April has arrived to push the memory of the winter cold aside, and we typically respond to the increased light exposure with added energy and improved mood. Along with the change in our external environment, there are often shifts in our internal outlooks. Our mood usually brightens, our energy increases, and we seek more social interactions and activities. As we experience more light, our hormones and neurochemistry also shift, affecting dopamine and serotonin, and making socializing more likely. These changes with warmer weather suggest a shift toward a better mood and more energy in relationships. Perhaps Spring really is for Lovers.
However, with increased social interaction can also come an awareness of our relational challenges that have not been resolved during those more isolated months of winter withdrawal. We may have been able to ignore our internal conflicts and self-judgments by isolating ourselves and choosing favored numbing habits. We haven’t seen those in our social circle often enough to bereminded of our unresolved conflicts with them. Now, with more relational interactions and renewed energy to love our friends, we can address the conflicts and irritations we have chosen to ignore. The best place to start is by identifying the traumatic injuries we have been carrying and trying our best to ignore.

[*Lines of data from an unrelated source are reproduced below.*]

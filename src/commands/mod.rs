//! Command implementations

pub mod simple;

pub use simple::{run_simple, run_simple_with};
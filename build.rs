fn main() {
    // Keep `check-cfg` happy even when we skip `tauri_build::build()` (core-only unit tests).
    println!("cargo:rustc-check-cfg=cfg(desktop)");
    println!("cargo:rustc-check-cfg=cfg(mobile)");

    // `tauri-build` is only pulled in with the desktop runtime stack. Core-only builds
    // (`cargo test`) never compile Tauri, so the build helpers are skipped entirely.
    #[cfg(feature = "app")]
    tauri_build::build()
}
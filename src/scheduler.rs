use std::collections::HashSet;
use std::sync::{Arc, Mutex};
use std::time::Duration;

use chrono::{Local, NaiveDateTime};
use tokio::runtime::Handle;
use tokio::task::JoinHandle;
use tokio_util::sync::CancellationToken;

use crate::models::{ReminderSettings, Task, Timestamp};

pub const DEFAULT_POLL_INTERVAL: Duration = Duration::from_secs(60);

#[derive(Debug, PartialEq, Eq, thiserror::Error)]
#[error("reminder delivery failed: {0}")]
pub struct SinkError(pub String);

pub type TaskSource = Box<dyn Fn() -> Vec<Task> + Send>;
pub type SettingsProvider = Box<dyn Fn() -> ReminderSettings + Send>;
pub type ReminderSink = Box<dyn FnMut(&Task) -> Result<(), SinkError> + Send>;
/// Runs after a tick that delivered something, once the engine lock is released.
pub type TickHook = Arc<dyn Fn(&TickReport) + Send + Sync>;

/// What a single tick did, by task id.
#[derive(Debug, Clone, Default, PartialEq, Eq)]
pub struct TickReport {
    pub fired: Vec<String>,
    pub failed: Vec<String>,
    pub rearmed: Vec<String>,
}

impl TickReport {
    pub fn is_empty(&self) -> bool {
        self.fired.is_empty() && self.failed.is_empty() && self.rearmed.is_empty()
    }

    pub fn delivered_any(&self) -> bool {
        !self.fired.is_empty() || !self.failed.is_empty()
    }
}

/// Due-soon detection with at-most-once delivery per due date.
///
/// A task id sits in the notified set from the tick that delivered its reminder until
/// the task is completed, deleted, loses its due date, or is pushed past the lookahead
/// window. Only then can it fire again.
pub struct ReminderEngine {
    tasks: TaskSource,
    settings: SettingsProvider,
    sink: ReminderSink,
    notified: HashSet<String>,
}

impl ReminderEngine {
    pub fn new(tasks: TaskSource, settings: SettingsProvider, sink: ReminderSink) -> Self {
        Self {
            tasks,
            settings,
            sink,
            notified: HashSet::new(),
        }
    }

    pub fn is_notified(&self, task_id: &str) -> bool {
        self.notified.contains(task_id)
    }

    pub fn tick_at(&mut self, now: Timestamp) -> TickReport {
        let mut report = TickReport::default();
        let settings = (self.settings)();
        if !settings.enabled {
            return report;
        }

        let lead = chrono::Duration::try_hours(settings.lead_time_hours.max(0))
            .unwrap_or(chrono::Duration::MAX);
        let window_end = now.checked_add_signed(lead).unwrap_or(NaiveDateTime::MAX);
        let tasks = (self.tasks)();

        self.notified.retain(|id| {
            let keep = tasks.iter().find(|task| &task.id == id).is_some_and(|task| {
                !task.completed && task.due_date.is_some_and(|due| due <= window_end)
            });
            if !keep {
                report.rearmed.push(id.clone());
            }
            keep
        });

        let mut due_soon: Vec<&Task> = tasks
            .iter()
            .filter(|task| !task.completed)
            .filter(|task| {
                task.due_date
                    .is_some_and(|due| due >= now && due <= window_end)
            })
            .filter(|task| !self.notified.contains(&task.id))
            .collect();
        // Equal due dates fire in id order so a tick is reproducible.
        due_soon.sort_by(|a, b| a.due_date.cmp(&b.due_date).then_with(|| a.id.cmp(&b.id)));

        for task in due_soon {
            self.notified.insert(task.id.clone());
            match (self.sink)(task) {
                Ok(()) => report.fired.push(task.id.clone()),
                Err(err) => {
                    log::warn!("reminder: sink failed task_id={} err={err}", task.id);
                    report.failed.push(task.id.clone());
                }
            }
        }

        report
    }
}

Because we don’t usually live with awareness of the emotional injuries we have internalized, we can most effectively uncover our protective and relationally unhealthy strategies by using a mind-body energy protocol that can both identify and resolve those responses to others in our lives. We become free from the harmful memories, both remembered and forgotten, that are stored, and we no longer respond to others out of those damaging experiences.
Spring can be for lovers who are living out their healing!